Capítulo 13 – Los Siete Poderes

El joven príncipe pudo ver también al viejo Blasco temerariamente situado en la ventana de su aposento, erguido y con las lágrimas arrasándole la cara, al ver cómo la bruja destruía su hogar, pero manteniendo la mirada en el horizonte, esperando todavía, contra toda esperanza, la llegada de su nieto. Cuando finalmente lo vio, corriendo y tras él la corte de amuletos, el viejo no pudo reprimir una exclamación que le salió de lo más profundo de su alma.

–¡Bravo, hijo mío, llegas a tiempo aún!

Milona, desde su atalaya, contemplaba la escena y no podía dar crédito a sus ojos; no hacía ni diez minutos que había visto cómo el joven príncipe había sido sepultado por la bola de fuego que le lanzó, y ahora estaba allí, corriendo a su encuentro, con los amuletos danzando a su espalda. Pero no importaba; si antes no estaba muerto, lo estaría en pocos segundos. Maniobró con la nube hasta colocarla frente al muchacho, que se había detenido ante el movimiento de la maga. Les separaban apenas cien yardas, la bruja sobre la nube, el chico afirmando los pies en el suelo.

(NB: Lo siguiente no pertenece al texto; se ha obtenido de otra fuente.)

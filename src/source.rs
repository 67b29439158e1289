//! Reading declaration sources from disk
//!
//! The file is read whole and split into physical lines on `'\n'`; each line
//! is handed to the scanner without its terminator. Failing to read the file
//! produces an [`ScanError::IoError`] result without running the scanner.

use crate::scanner::{AnalysisResult, DeclarationScanner, ScanError};
use std::fs;
use std::path::Path;
use tracing::{debug, warn};

/// Read the whole source file.
///
/// Bytes that are not valid UTF-8 are replaced with U+FFFD rather than
/// failing the read; the scanner treats them like any other non-ASCII
/// character, so they are only accepted inside an initializer.
pub fn read_source(path: &Path) -> Result<String, ScanError> {
    let bytes = fs::read(path).map_err(|err| {
        warn!(path = %path.display(), error = %err, "cannot read input");
        ScanError::IoError {
            path: path.display().to_string(),
            reason: err.to_string(),
        }
    })?;

    match String::from_utf8(bytes) {
        Ok(text) => Ok(text),
        Err(err) => {
            debug!(path = %path.display(), "input is not valid UTF-8, decoding lossily");
            Ok(String::from_utf8_lossy(err.as_bytes()).into_owned())
        }
    }
}

/// Split text into physical lines, dropping the terminators.
///
/// A final terminator does not start an extra empty line.
pub fn physical_lines(text: &str) -> impl Iterator<Item = &str> {
    text.split_terminator('\n')
}

/// Read `path` and scan it with `scanner`.
///
/// Returns the source text alongside the result so callers can display it;
/// the text is `None` when the file could not be read.
pub fn analyze_file(
    scanner: &mut DeclarationScanner,
    path: &Path,
) -> (Option<String>, AnalysisResult) {
    match read_source(path) {
        Ok(text) => {
            debug!(path = %path.display(), bytes = text.len(), "read input");
            let result = scanner.scan(physical_lines(&text));
            (Some(text), result)
        }
        Err(err) => (None, AnalysisResult::failure(err)),
    }
}

#[cfg(test)]
mod tests {
    use super::*;
    use std::io::Write;

    #[test]
    fn test_physical_lines() {
        let lines: Vec<&str> = physical_lines("int a;\r\nint b;\n").collect();
        assert_eq!(lines, vec!["int a;\r", "int b;"]);

        let lines: Vec<&str> = physical_lines("int a;").collect();
        assert_eq!(lines, vec!["int a;"]);

        assert_eq!(physical_lines("").count(), 0);
        assert_eq!(physical_lines("\n\n").count(), 2);
    }

    #[test]
    fn test_analyze_existing_file() {
        let mut file = tempfile::NamedTempFile::new().unwrap();
        write!(file, "int x;\r\nfloat y = 2.5;\r\n").unwrap();

        let mut scanner = DeclarationScanner::new();
        let (text, result) = analyze_file(&mut scanner, file.path());
        assert!(result.is_success(), "{:?}", result);
        assert!(text.is_some());
    }

    #[test]
    fn test_latin1_byte_in_initializer() {
        let mut file = tempfile::NamedTempFile::new().unwrap();
        file.write_all(b"int x = '\xe9';\nchar y;\n").unwrap();

        let mut scanner = DeclarationScanner::new();
        let (text, result) = analyze_file(&mut scanner, file.path());
        assert!(result.is_success(), "{:?}", result);
        assert!(text.is_some_and(|t| t.contains('\u{FFFD}')));
    }

    #[test]
    fn test_latin1_byte_outside_initializer_is_a_syntax_error() {
        let mut file = tempfile::NamedTempFile::new().unwrap();
        file.write_all(b"int \xe9x;\n").unwrap();

        let mut scanner = DeclarationScanner::new();
        let (_, result) = analyze_file(&mut scanner, file.path());
        assert!(matches!(result.error(), Some(ScanError::SyntaxError { .. })));
        assert_eq!(result.line(), 1);
        assert_eq!(result.position(), 4);
    }

    #[test]
    fn test_analyze_missing_file() {
        let dir = tempfile::tempdir().unwrap();
        let path = dir.path().join("does-not-exist.txt");

        let mut scanner = DeclarationScanner::new();
        let (text, result) = analyze_file(&mut scanner, &path);
        assert!(text.is_none());
        assert!(!result.is_success());
        assert_eq!(result.message(), "Cannot open input file");
        assert_eq!(result.line(), 0);
        assert!(matches!(result.error(), Some(ScanError::IoError { .. })));
    }
}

La bruja decidió repetir su último hechizo, segura de que el imberbe no podría escapar dos veces de la misma muerte: levantó ambas manos y proyectó con ellas una gran bola de fuego que cayó a una velocidad endiablada sobre el joven. Benjamín, de inmediato, pensó en el cuenco del agua y éste se colocó en su mano, con su parte abierta en dirección a la bola que se acercaba peligrosamente. Del cuenco surgió un potentísimo chorro de agua, como un obús, en dirección a la bola ígnea, produciéndose un choque brutal entre ambas fuerzas: por un momento bola y chorro mantuvieron una enconada pugna, pero la persistencia del surtidor de agua terminó por hacer ceder a la bola ardiente, que acabó por apagarse totalmente.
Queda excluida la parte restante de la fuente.